No real experience in Spain to be honest. I'd treat them one by one - I am sure there are good and bad and they themselves would admit it.


----------



## Hurricane (Aug 12, 2007)

Pete you know what I think of the Roma mate, I had a very close friend who was one and she was one of the finest people I have ever known, yet she had lived through more horror in her life than you would wish on your worse enemy!


----------



## owdoggy (Jul 23, 2008)

Race, colour or creed doesn't matter to me, if they're a decent person then they're welcome......... if they're a git then they can **** off.






Doggy


----------



## Seb* (Mar 22, 2009)

I have not much experience with meeting Gypsies. The only real memory I have was sadly a negative one:

I was about 10 years old. As some of you might remember I'm german. There are of course Roma families in Germany just like in other countries. They are not as prominent though. That partly has to do with the way the local governments treat settlements and the rules they apply, like very confined and restricted areas etc.
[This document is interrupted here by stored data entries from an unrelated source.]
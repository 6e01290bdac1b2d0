//! Date normalization with strict, campaign-configurable formats
//!
//! Formats use the tokens `YYYY`, `YY`, `MM`, `M`, `DD` and `D`; any other
//! non-letter character is a literal separator. Matching is strict: every
//! character of the input must be consumed, fixed-width tokens need exactly
//! their width in digits, and the resulting calendar date must exist.

use chrono::{Datelike, NaiveDate};
use serde::{Deserialize, Serialize};

use crate::ingest::excel::excel_serial_to_date;
use crate::ingest::types::CellValue;

/// One piece of a date format
#[derive(Debug, Clone, Copy, PartialEq, Eq)]
enum Token {
    Year4,
    Year2,
    Month2,
    Month,
    Day2,
    Day,
    Literal(char),
}

/// Error when parsing a date format pattern
#[derive(Debug, Clone, PartialEq, Eq)]
pub enum DateFormatError {
    /// Pattern is empty
    Empty,
    /// Letter sequence that is not a known token
    UnknownToken { pattern: String, position: usize },
    /// Year, month or day missing or repeated
    BadFieldCount { pattern: String, field: &'static str },
}

impl std::fmt::Display for DateFormatError {
    fn fmt(&self, f: &mut std::fmt::Formatter<'_>) -> std::fmt::Result {
        match self {
            DateFormatError::Empty => write!(f, "date format cannot be empty"),
            DateFormatError::UnknownToken { pattern, position } => write!(
                f,
                "unknown token at position {} in date format '{}' (use YYYY, YY, MM, M, DD, D)",
                position, pattern
            ),
            DateFormatError::BadFieldCount { pattern, field } => write!(
                f,
                "date format '{}' must contain exactly one {} token",
                pattern, field
            ),
        }
    }
}

impl std::error::Error for DateFormatError {}

/// A compiled strict date format such as `DD/MM/YYYY`
#[derive(Debug, Clone, PartialEq, Eq, Serialize, Deserialize)]
#[serde(try_from = "String", into = "String")]
pub struct DateFormat {
    pattern: String,
    tokens: Vec<Token>,
}

impl DateFormat {
    /// Compile a pattern
    pub fn parse(pattern: &str) -> Result<Self, DateFormatError> {
        if pattern.is_empty() {
            return Err(DateFormatError::Empty);
        }

        let chars: Vec<char> = pattern.chars().collect();
        let mut tokens = Vec::new();
        let mut i = 0;
        while i < chars.len() {
            let rest: String = chars[i..].iter().collect();
            let (token, width) = if rest.starts_with("YYYY") {
                (Token::Year4, 4)
            } else if rest.starts_with("YY") {
                (Token::Year2, 2)
            } else if rest.starts_with("MM") {
                (Token::Month2, 2)
            } else if rest.starts_with('M') {
                (Token::Month, 1)
            } else if rest.starts_with("DD") {
                (Token::Day2, 2)
            } else if rest.starts_with('D') {
                (Token::Day, 1)
            } else if chars[i].is_alphabetic() {
                return Err(DateFormatError::UnknownToken {
                    pattern: pattern.to_string(),
                    position: i,
                });
            } else {
                (Token::Literal(chars[i]), 1)
            };
            tokens.push(token);
            i += width;
        }

        let count = |pred: fn(&Token) -> bool| tokens.iter().filter(|t| pred(*t)).count();
        for (field, n) in [
            ("year", count(|t| matches!(t, Token::Year4 | Token::Year2))),
            ("month", count(|t| matches!(t, Token::Month2 | Token::Month))),
            ("day", count(|t| matches!(t, Token::Day2 | Token::Day))),
        ] {
            if n != 1 {
                return Err(DateFormatError::BadFieldCount {
                    pattern: pattern.to_string(),
                    field,
                });
            }
        }

        Ok(Self {
            pattern: pattern.to_string(),
            tokens,
        })
    }

    pub fn pattern(&self) -> &str {
        &self.pattern
    }

    /// Strictly parse `input` against this format
    pub fn parse_date(&self, input: &str) -> Option<NaiveDate> {
        let bytes = input.as_bytes();
        let mut pos = 0;
        let (mut year, mut month, mut day) = (None, None, None);

        for token in &self.tokens {
            match token {
                Token::Literal(c) => {
                    let mut buf = [0u8; 4];
                    let lit = c.encode_utf8(&mut buf).as_bytes();
                    if !bytes[pos..].starts_with(lit) {
                        return None;
                    }
                    pos += lit.len();
                }
                Token::Year4 => {
                    let (n, used) = take_digits(&bytes[pos..], 4, 4)?;
                    year = Some(n as i32);
                    pos += used;
                }
                Token::Year2 => {
                    let (n, used) = take_digits(&bytes[pos..], 2, 2)?;
                    year = Some(expand_two_digit_year(n));
                    pos += used;
                }
                Token::Month2 | Token::Day2 => {
                    let (n, used) = take_digits(&bytes[pos..], 2, 2)?;
                    if matches!(token, Token::Month2) {
                        month = Some(n);
                    } else {
                        day = Some(n);
                    }
                    pos += used;
                }
                Token::Month | Token::Day => {
                    let (n, used) = take_digits(&bytes[pos..], 1, 2)?;
                    if matches!(token, Token::Month) {
                        month = Some(n);
                    } else {
                        day = Some(n);
                    }
                    pos += used;
                }
            }
        }

        if pos != bytes.len() {
            return None;
        }
        NaiveDate::from_ymd_opt(year?, month?, day?)
    }
}

impl std::fmt::Display for DateFormat {
    fn fmt(&self, f: &mut std::fmt::Formatter<'_>) -> std::fmt::Result {
        write!(f, "{}", self.pattern)
    }
}

impl TryFrom<String> for DateFormat {
    type Error = DateFormatError;

    fn try_from(value: String) -> Result<Self, Self::Error> {
        DateFormat::parse(&value)
    }
}

impl From<DateFormat> for String {
    fn from(value: DateFormat) -> Self {
        value.pattern
    }
}

/// Greedily read between `min` and `max` ASCII digits
fn take_digits(bytes: &[u8], min: usize, max: usize) -> Option<(u32, usize)> {
    let len = bytes
        .iter()
        .take(max)
        .take_while(|b| b.is_ascii_digit())
        .count();
    if len < min {
        return None;
    }
    let n = bytes[..len]
        .iter()
        .fold(0u32, |acc, b| acc * 10 + u32::from(b - b'0'));
    Some((n, len))
}

/// 00-68 -> 2000s, 69-99 -> 1900s
fn expand_two_digit_year(n: u32) -> i32 {
    if n <= 68 { 2000 + n as i32 } else { 1900 + n as i32 }
}

/// Normalize a raw cell into a calendar date
///
/// Date cells are returned as is, numeric cells are decoded as spreadsheet
/// date serials, and text is tried against `formats` in order. Returns `None`
/// when nothing matches; choosing a default is up to the caller.
pub fn normalize_date(raw: &CellValue, formats: &[DateFormat]) -> Option<NaiveDate> {
    let text = match raw {
        CellValue::Empty => return None,
        CellValue::Date(d) => return Some(*d),
        CellValue::Number(serial) => {
            if let Some(date) = excel_serial_to_date(*serial) {
                return Some(date);
            }
            serial.to_string()
        }
        CellValue::Text(s) => s.clone(),
        CellValue::Bool(_) => return None,
    };

    let trimmed = text.trim();
    if trimmed.is_empty() {
        return None;
    }
    formats.iter().find_map(|f| f.parse_date(trimmed))
}

/// January 1st of a year, the default for year-only sampling events
pub fn first_of_year(year: i32) -> Option<NaiveDate> {
    NaiveDate::from_ymd_opt(year, 1, 1)
}

/// Year of a date as stored on sampling events
pub fn year_of(date: NaiveDate) -> i32 {
    date.year()
}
So back to little Seb's negative experience. At this time I was home alone all day during school holidays - both my parents were working. For some weeks/months (dont nail me on the exact time) we had a Roma settlement nearby. The Problem was they were going around in groups, ringing the door bells and begging for money. So now it was our turn. A group of two women and 3 or 4 children were ringing. As a good behaved child I wasnt allowed to open the door, but they must have seen me at the window. So they kept ringing, knocking, throwing stones against the windows, rattling at the mailbox. That went on for twenty minutes until I was so terrified that I phoned my parents who called the police. Five minutes later they arrived and my besiegers fled. It's still stuck in my head even after all those years.

I do know these were individiuals and I would never blame a whole race or class or come to that family for the shortcommings of a few. That's something you especially learn being german (weird but understandable  ).
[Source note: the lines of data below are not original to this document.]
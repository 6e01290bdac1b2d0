//! Import command handlers

use anyhow::{Context, Result};
use colored::*;

use super::{ImportAllArgs, ImportArgs, RunOptions};
use crate::config::Settings;
use crate::error::ImportError;
use crate::ingest::pipeline::{RunSummary, run_import};

/// Import a single campaign
pub async fn handle_import_command(args: ImportArgs, mut settings: Settings) -> Result<()> {
    apply_run_options(&mut settings, &args.run)?;

    let profile = settings
        .campaign(&args.campaign)
        .cloned()
        .ok_or_else(|| {
            anyhow::anyhow!(
                "Unknown campaign '{}'. Use 'aquifer-import campaigns' to list them.",
                args.campaign
            )
        })?;

    let pool = crate::cli::open_store(&settings).await?;
    let summary = run_import(&pool, &settings, &profile, args.file.as_deref())
        .await
        .with_context(|| format!("Import of campaign '{}' failed", profile.name))?;

    if args.run.json {
        println!("{}", to_json(&summary)?);
    } else {
        print_summary(&summary);
    }

    Ok(())
}

/// Import every configured campaign; a missing workbook skips that campaign
pub async fn handle_import_all_command(args: ImportAllArgs, mut settings: Settings) -> Result<()> {
    apply_run_options(&mut settings, &args.run)?;
    let pool = crate::cli::open_store(&settings).await?;

    let mut summaries = Vec::new();
    let mut run_errors = 0usize;

    for profile in &settings.campaigns {
        match run_import(&pool, &settings, profile, None).await {
            Ok(summary) => summaries.push(summary),
            Err(err @ ImportError::UnresolvedFile { .. }) => {
                log::warn!("Skipping campaign '{}': {}", profile.name, err);
                if !args.run.json {
                    println!("{} {}", "Skipped".yellow().bold(), err);
                }
            }
            Err(err) => {
                log::error!("Campaign '{}' aborted: {}", profile.name, err);
                if !args.run.json {
                    println!("{} {}: {}", "Aborted".red().bold(), profile.name, err);
                }
                run_errors += 1;
            }
        }
    }

    if args.run.json {
        println!("{}", to_json(&summaries)?);
    } else {
        for summary in &summaries {
            print_summary(summary);
        }
    }

    if run_errors > 0 {
        anyhow::bail!("{} campaign(s) could not be imported", run_errors);
    }
    Ok(())
}

fn apply_run_options(settings: &mut Settings, options: &RunOptions) -> Result<()> {
    if let Some(dir) = &options.data_dir {
        settings.data_dir = dir.clone();
    }
    if let Some(tolerance) = options.tolerance {
        if !tolerance.is_finite() || tolerance < 0.0 {
            anyhow::bail!("--tolerance must be a non-negative number, got {}", tolerance);
        }
        settings.tolerance_override = Some(tolerance);
    }
    Ok(())
}

fn to_json<T: serde::Serialize>(value: &T) -> Result<String> {
    serde_json::to_string_pretty(value).context("Failed to format JSON output")
}

fn print_summary(summary: &RunSummary) {
    println!();
    println!("{} {}", "Campaign".bold(), summary.campaign.bright_cyan().bold());
    println!("  Rows:      {}", summary.total_rows());
    println!("  Processed: {}", summary.processed.to_string().green());

    let failed = summary.failed.to_string();
    if summary.has_failures() {
        println!("  Failed:    {}", failed.red().bold());
    } else {
        println!("  Failed:    {}", failed.dimmed());
    }

    if !summary.unmapped_columns.is_empty() {
        println!("  Unmapped columns ({}):", summary.unmapped_columns.len());
        for column in &summary.unmapped_columns {
            println!("    {}", column.yellow());
        }
    }

    for failure in &summary.failures {
        println!(
            "  {} {}",
            format!("Row {}:", failure.row_number).red(),
            failure.message
        );
    }
}

#[cfg(test)]
mod tests {
    use super::*;
    use std::path::PathBuf;

    #[test]
    fn test_run_options_override_settings() {
        let mut settings = Settings::default();
        let options = RunOptions {
            data_dir: Some(PathBuf::from("/srv/surveys")),
            tolerance: Some(3.0),
            json: false,
        };
        apply_run_options(&mut settings, &options).unwrap();

        assert_eq!(settings.data_dir, PathBuf::from("/srv/surveys"));
        let profile = settings.campaign("2001").unwrap();
        assert_eq!(settings.tolerance_for(profile), 3.0);
    }

    #[test]
    fn test_negative_tolerance_is_rejected() {
        let mut settings = Settings::default();
        let options = RunOptions {
            data_dir: None,
            tolerance: Some(-1.0),
            json: true,
        };
        assert!(apply_run_options(&mut settings, &options).is_err());
        assert_eq!(settings.tolerance_override, None);
    }
}
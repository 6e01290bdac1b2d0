//! Parameter catalog queries

use sqlx::SqliteConnection;

use crate::error::ImportResult;
use crate::ingest::types::CatalogEntry;

/// Insert or refresh a catalog entry
///
/// A missing standard unit never erases one already on file.
pub async fn upsert_parameter(conn: &mut SqliteConnection, entry: &CatalogEntry) -> ImportResult<()> {
    sqlx::query(
        r#"
        INSERT INTO param_catalog (param_code, param_name, standard_unit)
        VALUES (?, ?, ?)
        ON CONFLICT(param_code) DO UPDATE SET
            param_name = excluded.param_name,
            standard_unit = COALESCE(excluded.standard_unit, param_catalog.standard_unit)
        "#,
    )
    .bind(&entry.param_code)
    .bind(&entry.param_name)
    .bind(&entry.standard_unit)
    .execute(&mut *conn)
    .await?;

    Ok(())
}

/// All catalog entries by code
pub async fn list_parameters(conn: &mut SqliteConnection) -> ImportResult<Vec<CatalogEntry>> {
    let rows: Vec<(String, String, Option<String>)> = sqlx::query_as(
        "SELECT param_code, param_name, standard_unit FROM param_catalog ORDER BY param_code",
    )
    .fetch_all(&mut *conn)
    .await?;

    Ok(rows
        .into_iter()
        .map(|(param_code, param_name, standard_unit)| CatalogEntry {
            param_code,
            param_name,
            standard_unit,
        })
        .collect())
}
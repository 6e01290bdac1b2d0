//! Sampling events

use chrono::NaiveDate;
use serde::Serialize;

/// A stored sampling event; immutable once created
#[derive(Debug, Clone, PartialEq, Serialize)]
pub struct SamplingEvent {
    pub sampling_id: i64,
    pub well_id: i64,
    pub campaign: String,
    pub sample_date: Option<NaiveDate>,
    pub year: Option<i32>,
}

/// Lookup/creation key for a sampling event
#[derive(Debug, Clone, PartialEq)]
pub struct SampleInput {
    pub well_id: i64,
    pub campaign: String,
    pub sample_date: Option<NaiveDate>,
    pub year: Option<i32>,
}
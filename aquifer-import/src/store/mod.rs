//! SQLite store for wells, sampling events, measurements and parameter data

pub mod repository;

use std::str::FromStr;

use sqlx::SqlitePool;
use sqlx::migrate::Migrator;
use sqlx::sqlite::{SqliteConnectOptions, SqlitePoolOptions};

use crate::error::ImportResult;

/// Embedded schema, applied on connect
pub static MIGRATOR: Migrator = sqlx::migrate!("./migrations");

const MAX_CONNECTIONS: u32 = 5;

/// Open (creating if needed) the database and bring its schema up to date
pub async fn connect(database_url: &str) -> ImportResult<SqlitePool> {
    let options = SqliteConnectOptions::from_str(database_url)?
        .create_if_missing(true)
        .foreign_keys(true);

    let pool = SqlitePoolOptions::new()
        .max_connections(MAX_CONNECTIONS)
        .connect_with(options)
        .await?;

    MIGRATOR.run(&pool).await?;
    log::debug!("Connected to {} and applied migrations", database_url);

    Ok(pool)
}

/// Single-connection in-memory database with the schema applied
#[cfg(test)]
pub async fn memory_pool() -> SqlitePool {
    let options = SqliteConnectOptions::from_str("sqlite::memory:")
        .expect("valid in-memory url")
        .foreign_keys(true);

    // One connection that never expires: the database lives and dies with it
    let pool = SqlitePoolOptions::new()
        .max_connections(1)
        .idle_timeout(None)
        .max_lifetime(None)
        .connect_with(options)
        .await
        .expect("open in-memory database");

    MIGRATOR.run(&pool).await.expect("apply migrations");
    pool
}
//! Column header decomposition

use once_cell::sync::Lazy;
use regex::Regex;

static UNIT_SUFFIX: Lazy<Regex> = Lazy::new(|| {
    Regex::new(r"^(.*?)\s*\((.*?)\)\s*$").expect("unit suffix pattern is valid")
});

/// A header split into parameter alias and unit hint
#[derive(Debug, Clone, Default, PartialEq)]
pub struct HeaderParts {
    pub alias: Option<String>,
    pub unit_hint: Option<String>,
}

/// Split `"Cloruros (mg/L)"` into alias `Cloruros` and unit `mg/L`
///
/// Headers without a trailing parenthesized unit are used whole as the alias.
pub fn parse_header(raw: &str) -> HeaderParts {
    let trimmed = raw.trim();
    if trimmed.is_empty() {
        return HeaderParts::default();
    }

    if let Some(caps) = UNIT_SUFFIX.captures(trimmed) {
        return HeaderParts {
            alias: non_empty(caps.get(1).map(|m| m.as_str())),
            unit_hint: non_empty(caps.get(2).map(|m| m.as_str())),
        };
    }

    HeaderParts {
        alias: Some(trimmed.to_string()),
        unit_hint: None,
    }
}

fn non_empty(s: Option<&str>) -> Option<String> {
    s.map(str::trim)
        .filter(|s| !s.is_empty())
        .map(str::to_string)
}
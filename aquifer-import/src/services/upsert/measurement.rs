use sqlx::SqliteConnection;

use crate::error::{ImportError, ImportResult};
use crate::ingest::types::{Measurement, MeasurementInput};
use crate::services::merge::MergePolicy;
use crate::store::repository::measurements;

/// Insert a measurement, or merge it into the stored one with the same key
///
/// Each of value, text and unit takes the incoming value when present.
pub async fn upsert_measurement(
    conn: &mut SqliteConnection,
    input: &MeasurementInput,
) -> ImportResult<Measurement> {
    if input.sampling_id <= 0 {
        return Err(ImportError::invalid_input(
            "sampling_id",
            format!("must be a stored sampling id, got {}", input.sampling_id),
        ));
    }
    if input.param_code.trim().is_empty() {
        return Err(ImportError::invalid_input("param_code", "must not be empty"));
    }

    match measurements::find(conn, input.sampling_id, &input.param_code).await? {
        Some(existing) => {
            let policy = MergePolicy::Descriptive;
            let merged = Measurement {
                value: policy.merge(existing.value, input.value),
                value_text: policy.merge(existing.value_text.clone(), input.value_text.clone()),
                original_unit: policy.merge(
                    existing.original_unit.clone(),
                    input.original_unit.clone(),
                ),
                ..existing
            };
            measurements::update(conn, &merged).await
        }
        None => measurements::insert(conn, input).await,
    }
}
So now to the point. Since then I had no contact what so ever with gypsies, bar seeing some families from a distance in the UK. I havent met any in spain yet either - so I have no opinion about Roma in general or their lifestyle (the obvious ones not the "in the closet" ones) - not in spain or in any other country. Plus I prefer to form my own opinion on individuals - I'm not a fan of generalization.
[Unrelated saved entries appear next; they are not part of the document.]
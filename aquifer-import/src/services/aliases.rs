//! Alias resolution: column header -> canonical parameter code

use std::collections::{BTreeMap, HashMap};

use sqlx::SqliteConnection;

use crate::error::ImportResult;
use crate::ingest::normalize::parse_header;
use crate::ingest::types::{ParameterAlias, ParameterInfo};
use crate::store::repository::aliases;

/// Which step of the lookup chain matched a header
#[derive(Debug, Clone, Copy, PartialEq, Eq)]
pub enum LookupStage {
    Exact,    // Raw header, untrimmed
    Trimmed,  // Header with surrounding whitespace removed
    Alias,    // Header with its trailing "(unit)" removed
    Fallback, // Campaign's hard-coded synonym table
}

impl LookupStage {
    pub fn label(&self) -> &'static str {
        match self {
            LookupStage::Exact => "[Exact]",
            LookupStage::Trimmed => "[Trimmed]",
            LookupStage::Alias => "[Alias]",
            LookupStage::Fallback => "[Fallback]",
        }
    }
}

/// A header resolved to a parameter
#[derive(Debug, Clone, PartialEq)]
pub struct ColumnMapping {
    pub param_code: String,
    /// Unit hint from the header, recorded as the measurement's original unit
    pub original_unit: Option<String>,
    pub stage: LookupStage,
}

/// Outcome of resolving one column header
#[derive(Debug, Clone, PartialEq)]
pub enum ColumnLookup {
    Mapped(ColumnMapping),
    /// No alias matched; carries the trimmed header for the run report
    Unmapped(String),
    /// Header is blank or only a unit; not a parameter column
    Skipped,
}

/// Alias -> parameter table for one campaign, built once per run
#[derive(Debug, Clone, Default)]
pub struct AliasMap {
    entries: HashMap<String, ParameterInfo>,
}

impl AliasMap {
    /// Build from alias rows; campaign-specific aliases shadow generic ones
    ///
    /// Rows belonging to other campaigns are ignored. Within the same
    /// precedence level the first row for an alias wins.
    pub fn from_aliases(
        campaign: &str,
        rows: impl IntoIterator<Item = ParameterAlias>,
    ) -> Self {
        let mut rows: Vec<ParameterAlias> = rows
            .into_iter()
            .filter(|r| r.campaign.as_deref().is_none_or(|c| c == campaign))
            .collect();
        // Stable: keeps the incoming order inside each group
        rows.sort_by_key(|r| r.campaign.is_none());

        let mut entries: HashMap<String, ParameterInfo> = HashMap::new();
        let mut shadowed = 0usize;
        for row in &rows {
            if entries.contains_key(&row.alias) {
                shadowed += 1;
            } else {
                entries.insert(row.alias.clone(), ParameterInfo::from(row));
            }
        }

        if shadowed > 0 {
            log::debug!(
                "Alias map for '{}': {} alias rows shadowed by earlier entries",
                campaign,
                shadowed
            );
        }

        Self { entries }
    }

    /// Load the alias table for a campaign from the store
    pub async fn load(conn: &mut SqliteConnection, campaign: &str) -> ImportResult<Self> {
        let rows = aliases::load_for_campaign(conn, campaign).await?;
        let map = Self::from_aliases(campaign, rows);
        log::info!(
            "Alias map for '{}' built with {} unique aliases",
            campaign,
            map.len()
        );
        Ok(map)
    }

    pub fn get(&self, alias: &str) -> Option<&ParameterInfo> {
        self.entries.get(alias)
    }

    pub fn len(&self) -> usize {
        self.entries.len()
    }

    pub fn is_empty(&self) -> bool {
        self.entries.is_empty()
    }

    /// Entries sorted by alias, for display
    pub fn sorted_entries(&self) -> Vec<(&str, &ParameterInfo)> {
        let mut entries: Vec<_> = self
            .entries
            .iter()
            .map(|(alias, info)| (alias.as_str(), info))
            .collect();
        entries.sort_by(|a, b| a.0.cmp(b.0));
        entries
    }

    /// Resolve a column header
    ///
    /// Order: exact header, trimmed header, header without its unit, then
    /// the campaign fallback table (trimmed header, then alias).
    pub fn resolve(&self, header: &str, fallback: &BTreeMap<String, String>) -> ColumnLookup {
        let parts = parse_header(header);
        let Some(alias) = parts.alias else {
            return ColumnLookup::Skipped;
        };
        let trimmed = header.trim();

        let mapped = |param_code: &str, stage| {
            ColumnLookup::Mapped(ColumnMapping {
                param_code: param_code.to_string(),
                original_unit: parts.unit_hint.clone(),
                stage,
            })
        };

        if let Some(info) = self.entries.get(header) {
            return mapped(&info.param_code, LookupStage::Exact);
        }
        if let Some(info) = self.entries.get(trimmed) {
            return mapped(&info.param_code, LookupStage::Trimmed);
        }
        if let Some(info) = self.entries.get(&alias) {
            return mapped(&info.param_code, LookupStage::Alias);
        }
        if let Some(code) = fallback.get(trimmed).or_else(|| fallback.get(&alias)) {
            return mapped(code, LookupStage::Fallback);
        }

        ColumnLookup::Unmapped(trimmed.to_string())
    }
}

#[cfg(test)]
mod tests {
    use super::*;

    fn alias(alias: &str, campaign: Option<&str>, code: &str) -> ParameterAlias {
        ParameterAlias {
            alias: alias.to_string(),
            campaign: campaign.map(str::to_string),
            param_code: code.to_string(),
            standard_unit: Some("mg/L".to_string()),
            param_name: code.to_string(),
        }
    }

    fn code_of(lookup: ColumnLookup) -> Option<String> {
        match lookup {
            ColumnLookup::Mapped(m) => Some(m.param_code),
            _ => None,
        }
    }

    #[test]
    fn test_campaign_alias_shadows_generic() {
        let rows = vec![
            alias("Cl", None, "chloride"),
            alias("Cl", Some("X"), "chloride_alt"),
            alias("Cl", Some("Y"), "chloride_y"),
        ];
        let none = BTreeMap::new();

        let for_x = AliasMap::from_aliases("X", rows.clone());
        assert_eq!(code_of(for_x.resolve("Cl", &none)).as_deref(), Some("chloride_alt"));

        let for_z = AliasMap::from_aliases("Z", rows);
        assert_eq!(code_of(for_z.resolve("Cl", &none)).as_deref(), Some("chloride"));
        assert_eq!(for_z.len(), 1);
    }

    #[test]
    fn test_lookup_chain_order() {
        let map = AliasMap::from_aliases(
            "X",
            vec![
                alias(" Na (mg/L)", None, "sodium_exact"),
                alias("K (mg/L)", None, "potassium_trimmed"),
                alias("Ca", None, "calcium"),
            ],
        );
        let none = BTreeMap::new();

        match map.resolve(" Na (mg/L)", &none) {
            ColumnLookup::Mapped(m) => {
                assert_eq!(m.param_code, "sodium_exact");
                assert_eq!(m.stage, LookupStage::Exact);
                assert_eq!(m.original_unit.as_deref(), Some("mg/L"));
            }
            other => panic!("unexpected lookup: {other:?}"),
        }

        match map.resolve("  K (mg/L) ", &none) {
            ColumnLookup::Mapped(m) => assert_eq!(m.stage, LookupStage::Trimmed),
            other => panic!("unexpected lookup: {other:?}"),
        }

        match map.resolve("Ca (meq/L)", &none) {
            ColumnLookup::Mapped(m) => {
                assert_eq!(m.param_code, "calcium");
                assert_eq!(m.stage, LookupStage::Alias);
                assert_eq!(m.original_unit.as_deref(), Some("meq/L"));
            }
            other => panic!("unexpected lookup: {other:?}"),
        }
    }

    #[test]
    fn test_fallback_and_unmapped() {
        let map = AliasMap::from_aliases("X", Vec::new());
        let fallback = BTreeMap::from([("pH".to_string(), "ph".to_string())]);

        match map.resolve(" pH ", &fallback) {
            ColumnLookup::Mapped(m) => {
                assert_eq!(m.param_code, "ph");
                assert_eq!(m.stage, LookupStage::Fallback);
            }
            other => panic!("unexpected lookup: {other:?}"),
        }
        assert_eq!(
            code_of(map.resolve("pH (unid.)", &fallback)).as_deref(),
            Some("ph")
        );
        assert_eq!(
            map.resolve(" Turbidez ", &fallback),
            ColumnLookup::Unmapped("Turbidez".to_string())
        );
        assert_eq!(map.resolve("   ", &fallback), ColumnLookup::Skipped);
        assert_eq!(map.resolve("(mg/L)", &fallback), ColumnLookup::Skipped);
    }

    #[test]
    fn test_first_row_wins_within_generic_aliases() {
        let map = AliasMap::from_aliases(
            "X",
            vec![alias("NO3", None, "nitrate"), alias("NO3", None, "nitrate_dup")],
        );
        assert_eq!(map.get("NO3").map(|i| i.param_code.as_str()), Some("nitrate"));
    }
}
But I know that they are not in good standing with a lot of people and I don't think it's worse in some countries than it is in others. People fear the unknown or have bad experiences and pass these feelings on over generations. They have a bad reputation in all countries. I heard people ranting about the "dirty and thieving gypsies" in Germany and the UK - so I'm not surprised it's the same in Spain.

*It is indeed a curse - but it's not limited to Roma - it affects most minorities.*


----------



## XTreme (May 17, 2008)

Might be of interest to some of you....a couple of minutes of a Gitano mass communion from May of last year!


----------



## XTreme (May 17, 2008)

No observations on the vid? If you look closely you'll see the scruffiest and most uncouth person on there is me!


----------



## Guest (Aug 2, 2009)

On canalsur (I believe) in Andalucia on Friday nights there is a program called Callajeros (about 10pm) - often it is focused on Gitanos living in basic conditions in Las Barranquillas and Las Canadas - lots of drugs and young mothers with multiple children. I am sure they highlight the worst and there are plenty of good ones out there (although probably outnumbered by those who are not so good) but I think they tend to keep to their own communities. The program is worth watching for a bit of an insight into lives of a community which is hidden from view. I for one would be more cautious when dealing with them than if dealing with a Spaniard.


----------



## jkchawner (Dec 21, 2008)

xtreme said:


> might be of interest to some of you....a couple of minutes of a gitano mass communion from may of last year!
> 
> youtube - communion


extreme they will always be classed as what they put in to life
f***k all sorry to sound blunt but i dont see it any other way.

And u can paint any picture u want it's still the same old painting !


----------



## littleredrooster (Aug 3, 2008)

jkchawner said:


> extreme they will always be classed as what they put in to life
> f***k all sorry to sound blunt but i dont see it any other way.
> 
> And u can paint any picture u want it's still the same old painting !


While its unfair to generalise,I do understand jks point.
From what I have seen personally its mostly a case of taking as much as possible and giving little or nothing back to the outside World and society in general.

I accept the fact that they are not all bad eggs and there surely must be many decent ppl.amongst them,......however I get the impression that the hardliners in their numbers,(mostly take and little give),almost always hold sway.


----------



## Suenneil (Feb 17, 2009)

jkchawner said:


> extreme they will always be classed as what they put in to life
> f***k all sorry to sound blunt but i dont see it any other way.
> 
> And u can paint any picture u want it's still the same old painting !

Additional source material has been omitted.